__Description of the task__
Your response should contain each line of the data that includes "join".

### Source data

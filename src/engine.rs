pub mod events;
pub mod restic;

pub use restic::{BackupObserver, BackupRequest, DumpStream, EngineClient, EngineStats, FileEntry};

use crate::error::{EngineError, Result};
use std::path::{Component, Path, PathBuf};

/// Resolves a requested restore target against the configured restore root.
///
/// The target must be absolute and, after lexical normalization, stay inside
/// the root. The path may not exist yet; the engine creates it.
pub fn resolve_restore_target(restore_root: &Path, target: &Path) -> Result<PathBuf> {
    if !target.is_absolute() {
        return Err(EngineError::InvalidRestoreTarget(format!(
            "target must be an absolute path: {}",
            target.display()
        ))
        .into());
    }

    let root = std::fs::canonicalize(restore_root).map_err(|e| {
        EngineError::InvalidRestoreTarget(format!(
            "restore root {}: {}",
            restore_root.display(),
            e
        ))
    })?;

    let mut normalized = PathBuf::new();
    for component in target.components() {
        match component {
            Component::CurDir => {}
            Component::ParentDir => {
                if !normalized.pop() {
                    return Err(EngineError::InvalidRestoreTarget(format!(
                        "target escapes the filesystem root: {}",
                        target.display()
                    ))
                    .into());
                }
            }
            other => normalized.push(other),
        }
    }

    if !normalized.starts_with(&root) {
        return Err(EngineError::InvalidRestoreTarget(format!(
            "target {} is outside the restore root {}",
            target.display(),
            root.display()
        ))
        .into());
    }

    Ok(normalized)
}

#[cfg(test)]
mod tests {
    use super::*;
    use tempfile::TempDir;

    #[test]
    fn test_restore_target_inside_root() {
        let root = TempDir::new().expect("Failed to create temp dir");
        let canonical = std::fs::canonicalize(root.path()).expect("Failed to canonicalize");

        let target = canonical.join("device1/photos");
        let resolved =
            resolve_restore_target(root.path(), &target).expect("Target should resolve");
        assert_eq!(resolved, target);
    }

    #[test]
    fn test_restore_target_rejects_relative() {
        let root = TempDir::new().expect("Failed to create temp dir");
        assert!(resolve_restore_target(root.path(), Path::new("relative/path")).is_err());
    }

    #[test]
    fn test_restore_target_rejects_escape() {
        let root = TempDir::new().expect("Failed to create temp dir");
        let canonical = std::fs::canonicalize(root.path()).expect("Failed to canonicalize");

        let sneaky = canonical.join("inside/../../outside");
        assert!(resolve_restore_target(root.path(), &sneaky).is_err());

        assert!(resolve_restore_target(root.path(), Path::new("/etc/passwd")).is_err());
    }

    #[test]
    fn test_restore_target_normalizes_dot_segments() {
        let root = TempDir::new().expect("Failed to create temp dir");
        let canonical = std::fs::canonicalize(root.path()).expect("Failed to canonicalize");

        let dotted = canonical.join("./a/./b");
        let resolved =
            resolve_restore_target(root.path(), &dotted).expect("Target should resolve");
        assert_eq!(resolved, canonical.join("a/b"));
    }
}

######

__The completed task__
        let target = canonical.join("device1/photos");
        let sneaky = canonical.join("inside/../../outside");
        let dotted = canonical.join("./a/./b");
        assert_eq!(resolved, canonical.join("a/b"));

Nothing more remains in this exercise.